Parents struck down by any of the neglected tropical diseases that we have committed to eradicate cannot work. In turn, that takes education and childhoods from the children forced into work, which can be tiring, exhausting and backbreaking, or even dangerous, degrading and illegal. Childhoods are ruined and more generations are inured to the cruellest of behaviours.

Although we as a world are on course to achieve 15% of the SDGs, a staggering 30% have stalled or are even going backwards. I hope that the Government do not lose focus on the SDGs, but I am sad to say that it seems an all too real possibility. This Government got rid of the Department for International Development. They cut international development spending when the world needed it most. In the face of the British people, this Tory Government decrees there is no need to worry about climate change, and that dealing with it can wait a few more years. That is just wrong.

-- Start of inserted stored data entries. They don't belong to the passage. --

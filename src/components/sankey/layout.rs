//! Three-column placement: origins on the left, the selected area in the
//! middle, destinations on the right. An area with flows both ways gets a
//! box in each outer column.

use crate::flows::{Direction, SankeyGraph, SankeyLink};

pub const NODE_THICKNESS: f64 = 25.0;
pub const NODE_PAD: f64 = 15.0;
const MARGIN_X: f64 = 10.0;
const MARGIN_Y: f64 = 20.0;

#[derive(Clone, Copy, Debug, PartialEq, Eq)]
pub enum Column {
	Origin,
	Selected,
	Destination,
}

#[derive(Clone, Debug, PartialEq)]
pub struct NodeBox {
	/// Index into the graph's node list.
	pub node: usize,
	pub column: Column,
	pub x: f64,
	pub y: f64,
	pub height: f64,
	pub value: u64,
}

impl NodeBox {
	pub fn contains(&self, x: f64, y: f64) -> bool {
		x >= self.x && x <= self.x + NODE_THICKNESS && y >= self.y && y <= self.y + self.height
	}
}

/// A ribbon from the right edge of one box to the left edge of another.
#[derive(Clone, Debug, PartialEq)]
pub struct Band {
	pub direction: Direction,
	pub value: u32,
	pub from_box: usize,
	pub to_box: usize,
	pub x0: f64,
	pub y0: f64,
	pub x1: f64,
	pub y1: f64,
	pub thickness: f64,
}

#[derive(Clone, Debug, Default, PartialEq)]
pub struct SankeyLayout {
	pub boxes: Vec<NodeBox>,
	pub bands: Vec<Band>,
}

impl SankeyLayout {
	pub fn box_at(&self, x: f64, y: f64) -> Option<usize> {
		self.boxes.iter().position(|b| b.contains(x, y))
	}

	pub fn is_empty(&self) -> bool {
		self.bands.is_empty()
	}
}

pub fn layout(graph: &SankeyGraph, width: f64, height: f64) -> SankeyLayout {
	if graph.is_empty() {
		return SankeyLayout::default();
	}
	let links = graph.links();
	let inbound: Vec<_> = links.iter().filter(|l| l.direction == Direction::Inbound).collect();
	let outbound: Vec<_> = links.iter().filter(|l| l.direction == Direction::Outbound).collect();
	let in_total: u64 = inbound.iter().map(|l| l.value as u64).sum();
	let out_total: u64 = outbound.iter().map(|l| l.value as u64).sum();

	let avail = (height - 2.0 * MARGIN_Y).max(1.0);
	let longest = inbound.len().max(outbound.len());
	let pad = if longest > 1 {
		NODE_PAD.min(avail * 0.3 / (longest - 1) as f64)
	} else {
		0.0
	};
	let column_scale = |count: usize, total: u64| {
		if total == 0 {
			f64::INFINITY
		} else {
			(avail - pad * count.saturating_sub(1) as f64) / total as f64
		}
	};
	let scale = column_scale(inbound.len(), in_total)
		.min(column_scale(outbound.len(), out_total))
		.min(avail / in_total.max(out_total) as f64);
	let scale = if scale.is_finite() { scale } else { 0.0 };

	let center_x = (width - NODE_THICKNESS) / 2.0;
	let center_h = in_total.max(out_total) as f64 * scale;
	let mut boxes = vec![NodeBox {
		node: 0,
		column: Column::Selected,
		x: center_x,
		y: (height - center_h) / 2.0,
		height: center_h,
		value: in_total.max(out_total),
	}];
	let center_y = boxes[0].y;
	let mut bands = Vec::with_capacity(links.len());

	let mut stack_column = |column: Column, x: f64, side: &[&SankeyLink]| {
		let total: u64 = side.iter().map(|l| l.value as u64).sum();
		let column_h = total as f64 * scale + pad * side.len().saturating_sub(1) as f64;
		let mut y = (height - column_h) / 2.0;
		// stacked at the selected box, centred within it
		let mut port = center_y + (center_h - total as f64 * scale) / 2.0;
		for link in side {
			let thickness = link.value as f64 * scale;
			let (node, band) = match column {
				Column::Origin => (
					link.source,
					Band {
						direction: link.direction,
						value: link.value,
						from_box: boxes.len(),
						to_box: 0,
						x0: x + NODE_THICKNESS,
						y0: y,
						x1: center_x,
						y1: port,
						thickness,
					},
				),
				_ => (
					link.target,
					Band {
						direction: link.direction,
						value: link.value,
						from_box: 0,
						to_box: boxes.len(),
						x0: center_x + NODE_THICKNESS,
						y0: port,
						x1: x,
						y1: y,
						thickness,
					},
				),
			};
			boxes.push(NodeBox {
				node,
				column,
				x,
				y,
				height: thickness,
				value: link.value as u64,
			});
			bands.push(band);
			y += thickness + pad;
			port += thickness;
		}
	};
	stack_column(Column::Origin, MARGIN_X, &inbound);
	stack_column(
		Column::Destination,
		width - MARGIN_X - NODE_THICKNESS,
		&outbound,
	);

	SankeyLayout { boxes, bands }
}

#[cfg(test)]
mod tests {
	use super::*;
	use crate::flows::{FlowMatrix, FlowSummary};

	fn abc_graph() -> SankeyGraph {
		let areas: Vec<String> = ["A", "B", "C"].iter().map(|s| s.to_string()).collect();
		let matrix = FlowMatrix::from_edges(
			&areas,
			[
				("A", "B", 1000),
				("A", "C", 500),
				("B", "A", 800),
				("B", "C", 600),
				("C", "A", 900),
				("C", "B", 400),
			],
		);
		SankeyGraph::build(&FlowSummary::for_area(&matrix, "A"), &areas, 10)
	}

	#[test]
	fn places_three_columns() {
		let layout = layout(&abc_graph(), 600.0, 450.0);
		assert_eq!(layout.boxes.len(), 5);
		assert_eq!(layout.bands.len(), 4);

		let selected = &layout.boxes[0];
		assert_eq!(selected.column, Column::Selected);
		assert_eq!(selected.value, 1700);
		let origins: Vec<usize> = layout
			.boxes
			.iter()
			.filter(|b| b.column == Column::Origin)
			.map(|b| b.node)
			.collect();
		assert_eq!(origins, [1, 2]);

		for b in &layout.boxes {
			assert!(b.y >= 0.0 && b.y + b.height <= 450.0, "{b:?}");
			assert!(b.x >= 0.0 && b.x + NODE_THICKNESS <= 600.0, "{b:?}");
		}
	}

	#[test]
	fn band_thickness_follows_value() {
		let layout = layout(&abc_graph(), 600.0, 450.0);
		let scale = layout.boxes[0].height / 1700.0;
		for band in &layout.bands {
			assert!((band.thickness - band.value as f64 * scale).abs() < 1e-9);
		}
		// inbound ribbons end inside the selected box
		let selected = &layout.boxes[0];
		for band in layout.bands.iter().filter(|b| b.direction == Direction::Inbound) {
			assert!(band.y1 >= selected.y - 1e-9);
			assert!(band.y1 + band.thickness <= selected.y + selected.height + 1e-9);
		}
	}

	#[test]
	fn hit_testing_and_empty_graphs() {
		let layout = layout(&abc_graph(), 600.0, 450.0);
		let b = &layout.boxes[3];
		assert_eq!(layout.box_at(b.x + 1.0, b.y + 1.0), Some(3));
		assert_eq!(layout.box_at(300.0, 1.0), None);

		assert!(super::layout(&SankeyGraph::default(), 600.0, 450.0).is_empty());
	}
}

Will the UK Government commit to a second voluntary national review to monitor progress on their implementation of the SDGs, and deliver on the commitments made in the 2019 VNR? Will they meaningfully engage civil society to deliver the 2030 agenda? I want to see the British Government and this country act because it is the right thing to do. It saves lives. This country will not forgive the Government that failed to prepare us for the next fight.